Perturbation Screens: Combine scRNA-seq with CRISPR or drug perturbations (e.g., Perturb-seq, sci-Plex) to link perturbations to transcriptional outcomes.

Single-cell studies can be broadly classified into (a) "cell atlas"-type studies e.g. the tabula murris mouse atlas [@tabulamurris2018], (b) "timeseries"-type studies where biological trajectories can be inferred using various algorithms [@saelens2019_scTraj] and (c) "screening"-type studies e.g. perturb-seq [@adamson2016_perturb; @replogle2020_scPerturb].

Figure 1.1: Single-cell studies can be broadly classified into (a) “cell atlas”-type studies e.g. the tabula murris mouse atlas (The Tabula Muris Consortium 2018), (b) “timeseries”-type studies where biological trajectories can be inferred using various algorithms (Saelens et al. 2019) and (c) “screening”-type studies e.g. perturb-seq (Adamson et al. 2016; Replogle et al. 2020).

In “cell atlas”-type studies, scRNA-seq resolves the different cell types in samples that are highly heterogeneous e.g. an organ or a tissue. Rare or hard-to-isolate cell populations can be identified and cell type specific changes and interactions can also be investigated. In “timeseries”-type studies, scRNA-seq is applied to samples obtained at various timepoints in a timeseries experiment where the single cells represent snapshots in the biological process. In “screening”-type studies, scRNA-seq is used to obtain readouts in a screening experiment e.g. CRISPR or other high-throughput screens where each single cell represents an individual screening experiment.

1.1.3 Key Considerations

At this point, it would be appropriate to highlight a few considerations that would be relevant in planning or interpreting scRNA-seq experiments.

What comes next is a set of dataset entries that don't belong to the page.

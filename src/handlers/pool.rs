use axum::{Json, body::Bytes, extract::State};
use std::time::Duration;
use tracing::info;

use crate::middleware::EmailRequest;
use crate::router::MailpoolState;
use crate::store::RetireOutcome;
use crate::types::pool::{
    AllocationResponse, CleanupRequest, CleanupResponse, ClearMailboxResponse,
    LatestEmailResponse, MessageResponse,
};
use crate::MailpoolError;

/// GET /request-email
pub async fn request_email(
    State(state): State<MailpoolState>,
) -> Result<Json<AllocationResponse>, MailpoolError> {
    let allocation = state.pool.allocate().await?;
    Ok(Json(AllocationResponse {
        email: allocation.email.to_string(),
        lease_duration_seconds: allocation.lease_duration.as_secs(),
        expires_at: allocation.expires_at.to_rfc3339(),
    }))
}

/// POST /get-latest-email
pub async fn get_latest_email(
    State(state): State<MailpoolState>,
    req: EmailRequest,
) -> Result<Json<LatestEmailResponse>, MailpoolError> {
    info!(email = %req.email, mailbox = %req.mailbox, "latest email requested");
    let data = state.pool.fetch_latest(&req.email, &req.mailbox).await?;
    Ok(Json(LatestEmailResponse {
        success: true,
        data,
    }))
}

/// POST /mark-email-used
pub async fn mark_email_used(
    State(state): State<MailpoolState>,
    req: EmailRequest,
) -> Result<Json<MessageResponse>, MailpoolError> {
    let message = match state.pool.retire(&req.email).await? {
        RetireOutcome::Renamed => "Email marked as used.",
        RetireOutcome::AlreadyRetired => "Email was already marked as used.",
    };
    Ok(Json(MessageResponse {
        message: message.to_string(),
    }))
}

/// POST /release-email
pub async fn release_email(
    State(state): State<MailpoolState>,
    req: EmailRequest,
) -> Json<MessageResponse> {
    state.pool.release(&req.email);
    Json(MessageResponse {
        message: "Email lease released.".to_string(),
    })
}

/// POST /clear-mailbox
pub async fn clear_mailbox(
    State(state): State<MailpoolState>,
    req: EmailRequest,
) -> Result<Json<ClearMailboxResponse>, MailpoolError> {
    state.pool.clear_mailbox(&req.email, &req.mailbox).await?;
    Ok(Json(ClearMailboxResponse {
        success: true,
        message: format!("Mailbox {} for {} cleared successfully.", req.mailbox, req.email),
    }))
}

/// POST /cleanup-used-emails
///
/// The body is optional; `max_age_hours` falls back to the configured retention.
pub async fn cleanup_used_emails(
    State(state): State<MailpoolState>,
    body: Bytes,
) -> Result<Json<CleanupResponse>, MailpoolError> {
    let request: CleanupRequest = if body.iter().all(u8::is_ascii_whitespace) {
        CleanupRequest::default()
    } else {
        serde_json::from_slice(&body)
            .map_err(|e| MailpoolError::InvalidRequest(format!("invalid JSON body: {e}")))?
    };

    let max_age = match request.max_age_hours {
        None => state.retention,
        Some(hours) if hours.is_finite() && hours >= 0.0 => {
            Duration::try_from_secs_f64(hours * 3600.0).unwrap_or(Duration::MAX)
        }
        Some(hours) => {
            return Err(MailpoolError::InvalidRequest(format!(
                "max_age_hours must be a non-negative number, got {hours}"
            )));
        }
    };

    let report = state.pool.sweep_retired(max_age).await?;
    Ok(Json(CleanupResponse {
        success: true,
        message: format!(
            "Cleanup finished, deleted {} retired account file(s).",
            report.deleted
        ),
        deleted_count: report.deleted,
    }))
}
use std::io::Write;
use std::path::{Path, PathBuf};

/// Filesystem access used by the compiler.
pub trait Storage {
    type Writer: Write;

    /// Entries directly under `dir` that are not directories, in no particular order.
    fn list_files(&self, dir: &Path) -> std::io::Result<Vec<PathBuf>>;
    fn read_file(&self, path: &Path) -> std::io::Result<Vec<u8>>;
    /// Creates missing parent directories, then creates or truncates `path`.
    fn create_output(&self, path: &Path) -> std::io::Result<Self::Writer>;
    /// Whether two paths name the same file. Only called with paths that exist.
    fn same_file(&self, a: &Path, b: &Path) -> bool {
        a == b
    }
}

pub trait ConfigProvider {
    fn input_folder(&self) -> &Path;
    fn output_file(&self) -> &Path;
    fn add_separators(&self) -> bool;
    fn include_filenames(&self) -> bool;
    fn include_hidden(&self) -> bool {
        false
    }
}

Aggregation Bias: Aggregating cells into clusters often improves interpretability and statistical power. However, mean / median aggregation may obscure important variation, particularly if gene expression is multimodal (e.g., during different phases of cell cycle transitions). This relates to Simpson’s paradox, where aggregated data can misrepresent underlying trends.

In the scRNA-seq analysis, it is important to consider Simpson's paradox where trends disappear or reverse with different grouping of cells. Image taken from @trapnell2015_change.

Figure 1.2: In the scRNA-seq analysis, it is important to consider Simpson’s paradox where trends disappear or reverse with different grouping of cells. Image taken from Trapnell (2015).

Regulatory vs. Compositional Shifts: Changes in gene expression may reflect either (i) a regulatory change where there is uniform upregulation or downregulation across cells or (ii) a compositional change where there is an enrichment or depletion of specific subpopulations. Careful analysis is required to distinguish between these scenarios, often using compositional modeling or cell-type-specific differential expression methods.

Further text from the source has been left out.